The South Australian Premier. Mike Rann, says he is "confident" that General Motors will agree to manufacture an electric car at the Holden plant in Elizabeth. After his discussions in Detroit with GM's chief executive, Fritz Henderson, Rann said the prototype battery powered Volt could be built on an existing production line at Elizabeth.

Sounds good. Perhaps Prime Minister Kevin Rudd or his Industry Minister, Kim Carr, should have taken themselves off to Detroit for similar discussions with Henderson before announcing the Federal Government's $500 million Green Car Innovation Fund to build-low emission vehicles in Australia. The Government is showering money on the Australian car industry, the latest example being a $200 million line of credit to Holden.

This is making no discernible difference to the business-as-usual mindset at the car maker, which has announced it will continue to produce the Commodore with a V6 engine. Although it will be 13% more fuel-efficient, it will not quality for green car funds. The Commodore will produce 221g of greenhouse gases per kilometre, compared with the 130g fleet average the Europeans will move to by 2012. (Reports suggest that this is also the target set in China.)

Meanwhile, Holden is sticking with petrol, despite having access to $150 million from the green car fund for its small cars. The Australian's motoring writer, Philip King, reports that $200 million of the scheme will be used to import General Motors-Holden's small-car engines, developed by foreign technology. While the Government insists that the money it is handing out is essential for the car industry, it lacks any clear vision of the future.

Sooner or later, petrol will no longer be used in cars. The world is starting to focus on electricity-powered vehicles, where the most recent developments are promising. Under the Better Place battery-swap concept, for example, a $500,000 machine at a service station will allow car owners to swap fresh, fully charged batteries faster than filling tip the tank. With larger production runs, the capital cost will come down, and the technology will improve as battery technology - being feverishly worked on overseas but not commercially in Australia - increases the power and life of batteries. Better Place also envisages charge spots at homes, shopping centres and workplace car parks.

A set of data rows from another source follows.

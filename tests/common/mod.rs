#![allow(dead_code)]

use std::net::SocketAddr;
use std::sync::{Arc, Mutex};
use std::time::{Duration, Instant};

use anyhow::{Context, Result};
use async_trait::async_trait;
use axum::{
    body::Bytes,
    extract::{Request, State},
    http::{HeaderMap, StatusCode},
    response::IntoResponse,
    Router,
};
use serde_json::{json, Map, Value};

use growth_actions_api::config::ServerConfig;
use growth_actions_api::database::{Order, Store, StoreError, Table};
use growth_actions_api::AppState;

pub const TOKEN: &str = "test-bearer-token";

#[derive(Debug, Clone, PartialEq)]
pub enum Call {
    Select { table: Table, order: Order },
    Insert { table: Table, row: Map<String, Value> },
}

/// In-memory stand-in for the hosted store that records every call.
#[derive(Default)]
pub struct FakeStore {
    pub rows: Vec<Value>,
    pub error: Option<String>,
    calls: Mutex<Vec<Call>>,
    returned: Mutex<Vec<Value>>,
}

impl FakeStore {
    pub fn with_rows(rows: Vec<Value>) -> Self {
        Self { rows, ..Default::default() }
    }

    pub fn failing(message: &str) -> Self {
        Self { error: Some(message.to_string()), ..Default::default() }
    }

    pub fn calls(&self) -> Vec<Call> {
        self.calls.lock().unwrap().clone()
    }

    /// Rows handed back from `insert_one`, in order.
    pub fn returned(&self) -> Vec<Value> {
        self.returned.lock().unwrap().clone()
    }
}

#[async_trait]
impl Store for FakeStore {
    async fn select_all(&self, table: Table, order: Order) -> Result<Vec<Value>, StoreError> {
        self.calls.lock().unwrap().push(Call::Select { table, order });
        match &self.error {
            Some(msg) => Err(StoreError::new(msg.clone())),
            None => Ok(self.rows.clone()),
        }
    }

    async fn insert_one(&self, table: Table, row: Map<String, Value>) -> Result<Value, StoreError> {
        let n = {
            let mut calls = self.calls.lock().unwrap();
            calls.push(Call::Insert { table, row: row.clone() });
            calls.len()
        };
        if let Some(msg) = &self.error {
            return Err(StoreError::new(msg.clone()));
        }

        let mut stored = row;
        stored.insert("id".into(), json!(format!("{}-{}", table, n)));
        stored.insert("created_at".into(), json!("2026-10-19T12:00:00+00:00"));
        let stored = Value::Object(stored);
        self.returned.lock().unwrap().push(stored.clone());
        Ok(stored)
    }
}

pub struct TestServer {
    pub base_url: String,
    pub store: Arc<FakeStore>,
}

impl TestServer {
    pub fn url(&self, path: &str) -> String {
        format!("{}{}", self.base_url, path)
    }
}

/// Serve the real router in-process on a free port, backed by `store`.
pub async fn spawn_app(store: FakeStore) -> Result<TestServer> {
    spawn_app_with(store, Some(TOKEN), ServerConfig::default()).await
}

pub async fn spawn_app_with(
    store: FakeStore,
    token: Option<&str>,
    server: ServerConfig,
) -> Result<TestServer> {
    let store = Arc::new(store);
    let state = AppState::new(store.clone(), token.map(str::to_string));
    let app = growth_actions_api::router(state, &server);

    let addr = serve_on_free_port(app).await?;
    Ok(TestServer { base_url: format!("http://{}", addr), store })
}

async fn serve_on_free_port(app: Router) -> Result<SocketAddr> {
    let port = portpicker::pick_unused_port().context("failed to pick free port")?;
    let listener = tokio::net::TcpListener::bind(("127.0.0.1", port))
        .await
        .context("failed to bind test listener")?;
    let addr = listener.local_addr()?;
    tokio::spawn(async move {
        let _ = axum::serve(listener, app).await;
    });
    Ok(addr)
}

pub fn client() -> reqwest::Client {
    reqwest::Client::new()
}

// ---- Mock PostgREST endpoint ------------------------------------------------

#[derive(Debug, Clone)]
pub struct Recorded {
    pub method: String,
    pub path: String,
    pub query: Option<String>,
    pub headers: HeaderMap,
    pub body: Value,
}

impl Recorded {
    pub fn header(&self, name: &str) -> Option<&str> {
        self.headers.get(name).and_then(|v| v.to_str().ok())
    }
}

#[derive(Clone)]
struct MockState {
    status: StatusCode,
    body: String,
    requests: Arc<Mutex<Vec<Recorded>>>,
}

/// A PostgREST look-alike that answers every request with one canned reply.
pub struct MockPostgrest {
    pub base_url: String,
    requests: Arc<Mutex<Vec<Recorded>>>,
}

impl MockPostgrest {
    pub async fn start(status: StatusCode, body: impl Into<String>) -> Result<Self> {
        let requests = Arc::new(Mutex::new(Vec::new()));
        let state = MockState { status, body: body.into(), requests: requests.clone() };
        let app = Router::new().fallback(mock_reply).with_state(state);

        let addr = serve_on_free_port(app).await?;
        Ok(Self { base_url: format!("http://{}", addr), requests })
    }

    pub fn requests(&self) -> Vec<Recorded> {
        self.requests.lock().unwrap().clone()
    }
}

async fn mock_reply(State(state): State<MockState>, request: Request) -> impl IntoResponse {
    let (parts, body) = request.into_parts();
    let bytes = axum::body::to_bytes(body, usize::MAX).await.unwrap_or_else(|_| Bytes::new());
    let body = serde_json::from_slice(&bytes).unwrap_or(Value::Null);

    state.requests.lock().unwrap().push(Recorded {
        method: parts.method.to_string(),
        path: parts.uri.path().to_string(),
        query: parts.uri.query().map(str::to_string),
        headers: parts.headers,
        body,
    });

    (
        state.status,
        [(axum::http::header::CONTENT_TYPE, "application/json")],
        state.body,
    )
}

// ---- Spawned binary ---------------------------------------------------------

pub const BIN: &str = env!("CARGO_BIN_EXE_growth-actions-api");

pub async fn wait_ready(base_url: &str, timeout: Duration) -> Result<()> {
    let client = client();
    let deadline = Instant::now() + timeout;
    while Instant::now() < deadline {
        if let Ok(resp) = client.get(format!("{}/health", base_url)).send().await {
            if resp.status() == StatusCode::OK {
                return Ok(());
            }
        }
        tokio::time::sleep(Duration::from_millis(150)).await;
    }
    anyhow::bail!("server did not become ready on {} within {:?}", base_url, timeout)
}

Hamilton Island, the centre of the Whitsunday Islands' tourist industry, provides a glimpse into the future. Hamilton is about as big as a small suburb or a medium-sized country town. The locals all use electric buggies, rather than cars, to get around. Anyone who has driven an electric golf buggy knows they are much simpler and lighter than a car: no clutch, gears, cooling system, oil filters, etc. The lack of traffic noise is striking.

Electric cars of the future will not be much different from today's golf buggy, although they will have a car body shell, more comfortable seating, a boot and a much more powerful electric motor. Simply avoiding the production of bulky petrol or diesel engines and complex automatic gearboxes, wherever they are made, would significantly contribute to emission reductions. Electric cars will be so relatively simple to manufacture that existing car makers could find themselves competing with new players. The production of efficient electric cars will inevitably lead to the development of electric trucks and buses, the latter will make a key contribution to improved urban public transport and the reduction of not only carbon dioxide but also city smog. The Federal Government should be applying pressure to get real value out of its green car fund.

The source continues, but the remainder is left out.